In fact, one survey by the National Sleep Foundation found that more than three-quarters of Americans felt that comfortable sheets and bedding were important to getting good rest. “It’s all about the experience,” says Terry Cralle, RN, a clinical sleep educator and Saatva sleep consultant. “We’re so much more focused on healthy sleep than we were even 10 years ago. People want to know more than just thread counts—they want to know if the material was sustainably made, whether it will wick away moisture and keep them cool at night, how many washes it will stand up to.”
How to buy sheets: common terms to know
If you’re looking for sheets you’ll love to curl up with night after night, these are the common label terms you need to know.

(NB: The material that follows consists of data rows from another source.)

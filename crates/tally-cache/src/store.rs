use tally_core::types::ValidatedReport;

use crate::types::CacheEntry;

/// Day-scoped cache of validated results, keyed by scheduler name.
///
/// `now_ms` is passed in rather than read from a clock so callers and tests
/// control time. Implementations swallow their own IO failures: a cache
/// that cannot be read or written degrades to miss behavior with a logged
/// warning, never an error.
pub trait CacheStore: Send + Sync {
    /// The entry for `scheduler_name` if it is still valid on today's WIB
    /// calendar date. A stale entry is purged from the store as a side
    /// effect. An entry that does not qualify ([`CacheEntry::qualifies`])
    /// is logged and reported as a miss, left in place for `put` to replace.
    fn get(&self, scheduler_name: &str, now_ms: i64) -> Option<CacheEntry>;

    /// Unconditional upsert with `now_ms` as the write stamp. Callers only
    /// invoke this for success-and-match results; the store does not
    /// re-check.
    fn put(&self, scheduler_name: &str, result: ValidatedReport, now_ms: i64);

    /// Drop every entry not valid at `now_ms`. Returns how many were
    /// removed.
    fn purge_expired(&self, now_ms: i64) -> usize;
}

This number, signifying how many horizontal and vertical threads a sheet has per square inch, used to be king when it came to textile quality. No longer: Once manufacturers caught on to the power of thread count as a marketing tool, some began to artificially inflate those numbers. These days, thread count is just one of many considerations, including the quality of the yarn and the type of weave. For optimal comfort and coolness, the National Sleep Foundation recommends a thread count between 200 and 400. Too high a thread count, and the fabric doesn’t breathe as well, trapping body heat and making for a hotter sleep.
(Not sure what to do with your worn-out sheets? Here are 15 creative ways to use old sheets.)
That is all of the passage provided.